Alternatively, we could have the following logic built-in for parameters:
(1) All the default settings will guarantee the code will run for race.pred(voters). (2) If the census information is incomplete and conflict, the code will issue a warning and exit (do nothing). The census information is complete if (a) a valid census key is provided, or (2) a census object is provided and that covers all the states involved in the data (voters)
At this moment, the input parameters of race.pred are: function(voter.file, races = c("white", "black", "latino", "asian", "other"), census.surname = TRUE, surname.only = FALSE, census.geo, census.key, demo = FALSE, census.data = NA, party)
Could you suggest the default values for
census.geo (be county?)
census.key (be NULL?)
party (?)
Thanks,
-Hubert
From: Hubert Jin hubertj@exchange.Princeton.EDU<mailto:hubertj@exchange.Princeton.EDU> Date: Tuesday, February 14, 2017 at 3:24 PM To: Kabir Khanna kkhanna@exchange.Princeton.EDU<mailto:kkhanna@exchange.Princeton.EDU> Cc: Hubert Jin hubertj@exchange.Princeton.EDU<mailto:hubertj@exchange.Princeton.EDU>, Mention mention@noreply.github.com<mailto:mention@noreply.github.com>, kosukeimai/wru reply@reply.github.com<mailto:reply@reply.github.com> Subject: Re: [kosukeimai/wru] name.clean --- 2010 data + changing argument name from voter (#11)
Hi Kabir and Kosuke,
I did the test, here are my findings:
(0) The code works when the parameters are provided correctly, based on the testing I did.

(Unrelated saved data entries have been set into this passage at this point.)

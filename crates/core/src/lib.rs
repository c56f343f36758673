//! Core synchronization logic for locsync.
//!
//! The sync engine in [`services::sync`] drives one translation job at a time
//! against the vendor, holding a row lock for the whole transaction. Around it
//! sit the pure helpers (locale formatting, content hashing, the PO codec) and
//! the services the host CMS calls into (submission, project cache, landed
//! tasks).

pub mod content_hash;
pub mod error;
pub mod locale;
pub mod po;
pub mod services;

pub use error::SyncError;
pub use locale::LocaleFormatter;
pub use services::*;
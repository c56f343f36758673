//! Create the landed translation review task table.

use sea_orm_migration::prelude::*;

#[derive(DeriveMigrationName)]
pub struct Migration;

#[async_trait::async_trait]
impl MigrationTrait for Migration {
    async fn up(&self, manager: &SchemaManager) -> Result<(), DbErr> {
        manager
            .create_table(
                Table::create()
                    .table(LandedTranslationTask::Table)
                    .if_not_exists()
                    .col(
                        ColumnDef::new(LandedTranslationTask::Id)
                            .string()
                            .not_null()
                            .primary_key(),
                    )
                    .col(
                        ColumnDef::new(LandedTranslationTask::ContentType)
                            .string()
                            .not_null(),
                    )
                    .col(
                        ColumnDef::new(LandedTranslationTask::ObjectId)
                            .string()
                            .not_null(),
                    )
                    .col(
                        ColumnDef::new(LandedTranslationTask::RelevantLocale)
                            .string()
                            .not_null(),
                    )
                    .col(
                        ColumnDef::new(LandedTranslationTask::CreatedAt)
                            .timestamp_with_time_zone()
                            .not_null(),
                    )
                    .col(
                        ColumnDef::new(LandedTranslationTask::CompletedAt)
                            .timestamp_with_time_zone()
                            .null(),
                    )
                    .col(
                        ColumnDef::new(LandedTranslationTask::CancelledAt)
                            .timestamp_with_time_zone()
                            .null(),
                    )
                    .to_owned(),
            )
            .await?;

        manager
            .create_index(
                Index::create()
                    .name("idx_landed_translation_task_content")
                    .table(LandedTranslationTask::Table)
                    .col(LandedTranslationTask::ContentType)
                    .col(LandedTranslationTask::ObjectId)
                    .col(LandedTranslationTask::RelevantLocale)
                    .to_owned(),
            )
            .await?;

        Ok(())
    }

    async fn down(&self, manager: &SchemaManager) -> Result<(), DbErr> {
        manager
            .drop_table(Table::drop().table(LandedTranslationTask::Table).to_owned())
            .await?;

        Ok(())
    }
}

#[derive(DeriveIden)]
enum LandedTranslationTask {
    Table,
    Id,
    ContentType,
    ObjectId,
    RelevantLocale,
    CreatedAt,
    CompletedAt,
    CancelledAt,
}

The script is included below. (1) Some documentation need to be updated accordingly: README.Md, and the documentation/example for the external functions. (2) In race.pred, it will issue a warning and set surname.only <- T, when the census key is not provided. So, even when census object is provided and its content covers the states involved in the data, it will still do that. Thus the result will be different. I think the decision (issue a warning and set surname.only <- T) should be postpone to later stage when it is clear that census object does not cover a particular state – which should be case by case. For example, the test sample data has DC/NJ/NY. If a census object only covers corresponding NY/DC, surname.only <- T should be only applied to NJ portion of data.

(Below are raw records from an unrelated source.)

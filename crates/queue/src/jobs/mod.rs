//! Job definitions.

mod sync;

pub use sync::SyncJobTask;
//! Business logic services.

#![allow(missing_docs)]

pub mod callbacks;
pub mod catalog;
pub mod events;
pub mod landed_task;
pub mod project_cache;
pub mod submission;
pub mod sync;
pub mod vendor;

#[cfg(test)]
pub(crate) mod testing;

pub use callbacks::{
    JobDescriber, JobDescriberService, VisualContext, VisualContextProvider, VisualContextService,
};
pub use catalog::{Catalog, ContentCatalog, SourceDescription, TranslationTarget};
pub use events::{
    FanOutEventHandler, LandedTaskRecorder, NoOpEventHandler, SyncEventHandler,
    SyncEventHandlerService,
};
pub use landed_task::LandedTaskService;
pub use project_cache::{CurrentProject, ProjectCache};
pub use submission::{
    Submission, SubmissionService, SubmitJobInput, TranslationTargetInput, default_job_description,
    default_job_name,
};
pub use sync::{SyncReport, SyncService, dashboard_url, upload_file_uri};
pub use vendor::{Vendor, VendorApi};
//! Request and response payloads.

#![allow(missing_docs)]

use chrono::{DateTime, Utc};
use serde::{Deserialize, Serialize};

/// Token grant returned by the authenticate and refresh endpoints.
#[derive(Debug, Clone, Deserialize)]
#[serde(rename_all = "camelCase")]
pub struct TokenGrant {
    pub access_token: String,
    /// Access token lifetime in seconds.
    pub expires_in: i64,
    /// Refresh token lifetime in seconds.
    pub refresh_expires_in: i64,
    pub refresh_token: String,
    pub token_type: String,
}

#[derive(Debug, Clone, PartialEq, Eq, Deserialize)]
#[serde(rename_all = "camelCase")]
pub struct TargetLocale {
    pub description: String,
    pub enabled: bool,
    pub locale_id: String,
}

#[derive(Debug, Clone, PartialEq, Eq, Deserialize)]
#[serde(rename_all = "camelCase")]
pub struct ProjectDetails {
    pub account_uid: String,
    pub archived: bool,
    pub project_id: String,
    pub project_name: String,
    pub project_type_code: String,
    pub source_locale_description: String,
    pub source_locale_id: String,
    pub target_locales: Vec<TargetLocale>,
}

#[derive(Debug, Clone, PartialEq, Eq, Deserialize)]
#[serde(rename_all = "camelCase")]
pub struct JobListItem {
    pub job_name: String,
    #[serde(default)]
    pub translation_job_uid: Option<String>,
    #[serde(default)]
    pub job_status: Option<String>,
}

#[derive(Debug, Clone, PartialEq, Eq, Deserialize)]
#[serde(rename_all = "camelCase")]
pub struct JobList {
    pub items: Vec<JobListItem>,
    #[serde(default)]
    pub total_count: Option<u64>,
}

/// HTTP method the vendor uses to call a job callback URL.
#[derive(Debug, Clone, Copy, PartialEq, Eq, Serialize)]
#[serde(rename_all = "UPPERCASE")]
pub enum CallbackMethod {
    Get,
    Post,
}

/// Arguments for creating a vendor job.
#[derive(Debug, Clone, Default, PartialEq, Eq)]
pub struct CreateJobParams {
    pub job_name: String,
    pub target_locale_ids: Vec<String>,
    pub description: Option<String>,
    pub reference_number: Option<String>,
    pub due_date: Option<DateTime<Utc>>,
    pub callback_url: Option<String>,
    pub callback_method: Option<CallbackMethod>,
}

#[derive(Debug, Serialize)]
#[serde(rename_all = "camelCase")]
pub(crate) struct CreateJobBody<'a> {
    pub job_name: &'a str,
    pub target_locale_ids: &'a [String],
    #[serde(skip_serializing_if = "Option::is_none")]
    pub description: Option<&'a str>,
    #[serde(skip_serializing_if = "Option::is_none")]
    pub reference_number: Option<&'a str>,
    #[serde(skip_serializing_if = "Option::is_none")]
    pub due_date: Option<String>,
    #[serde(skip_serializing_if = "Option::is_none")]
    pub callback_url: Option<&'a str>,
    #[serde(skip_serializing_if = "Option::is_none")]
    pub callback_method: Option<CallbackMethod>,
}

/// A vendor job as returned by the create and detail endpoints.
#[derive(Debug, Clone, PartialEq, Eq, Deserialize)]
#[serde(rename_all = "camelCase")]
pub struct JobDetails {
    pub translation_job_uid: String,
    pub job_name: String,
    pub job_status: String,
    #[serde(default)]
    pub description: Option<String>,
    #[serde(default)]
    pub reference_number: Option<String>,
    #[serde(default)]
    pub due_date: Option<DateTime<Utc>>,
    #[serde(default)]
    pub target_locale_ids: Vec<String>,
    #[serde(default)]
    pub job_number: Option<String>,
    #[serde(default)]
    pub created_date: Option<DateTime<Utc>>,
    #[serde(default)]
    pub modified_date: Option<DateTime<Utc>>,
    #[serde(default)]
    pub source_files: Vec<SourceFile>,
}

#[derive(Debug, Clone, PartialEq, Eq, Deserialize)]
#[serde(rename_all = "camelCase")]
pub struct SourceFile {
    pub name: String,
    pub uri: String,
    #[serde(default)]
    pub file_uid: Option<String>,
}

#[derive(Debug, Serialize)]
#[serde(rename_all = "camelCase")]
pub(crate) struct CreateBatchBody<'a> {
    pub authorize: bool,
    pub translation_job_uid: &'a str,
    pub file_uris: &'a [String],
}

#[derive(Debug, Clone, Deserialize)]
#[serde(rename_all = "camelCase")]
pub(crate) struct CreatedBatch {
    pub batch_uid: String,
}

#[derive(Debug, Clone, Deserialize)]
#[serde(rename_all = "camelCase")]
pub(crate) struct ContextUpload {
    pub process_uid: String,
}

We need to decide on the solution of (2). After that, we can update all (1) accordingly.
Thanks,
-Hubert
k = “your key"
y <- getCensusData(k, state = c("NY", "DC"), demo = FALSE)
yy <- getCensusData(k, state = c("DE", "NJ"), demo = FALSE)
yyy <- y
yyy[["NJ"]] <- yy[["NJ"]]
yyyy <- getCensusData(k, state = "FL", demo = FALSE)
yyyy[["NJ"]] <- yy[["NJ"]]
yyyy[["NY"]] <- y[["NY"]]
yyyy[["DC"]] <- y[["DC"]]
data(voters)
as.character(unique(voters$state))
names(y)
names(yy)
names(yyy)
names(yyyy)
#
x0 <- race.pred(voter.file = voters, races = c("white", "black", "latino", "asian", "other"), census.geo = "tract", census.key = k, party = "PID")
x1 <- race.pred(voter.file = voters, races = c("white", "black", "latino", "asian", "other"), census.geo = "tract", census.key = k, census.data = y, party = "PID")
x2 <- race.pred(voter.file = voters, races = c("white", "black", "latino", "asian", "other"), census.geo = "tract", census.key = k, census.data = yy, party = "PID")
x3 <- race.pred(voter.file = voters, races = c("white", "black", "latino", "asian", "other"), census.geo = "tract", census.key = k, census.data = yyy, party = "PID")
x4 <- race.pred(voter.file = voters, races = c("white", "black", "latino", "asian", "other"), census.geo = "tract", census.key = k, census.data = yyyy, party = "PID")
x5 <- race.pred(voter.file = voters, races = c("white", "black", "latino", "asian", "other"), census.geo = "tract", census.data = yyyy, party = "PID")
#
x0 <- race.pred(voter.file = voters, races = c("white", "black", "latino", "asian", "other"), census.geo = "block", census.key = k, party = "PID")
x1 <- race.pred(voter.file = voters, races = c("white", "black", "latino", "asian", "other"), census.geo = "block", census.key = k, census.data = y, party = "PID")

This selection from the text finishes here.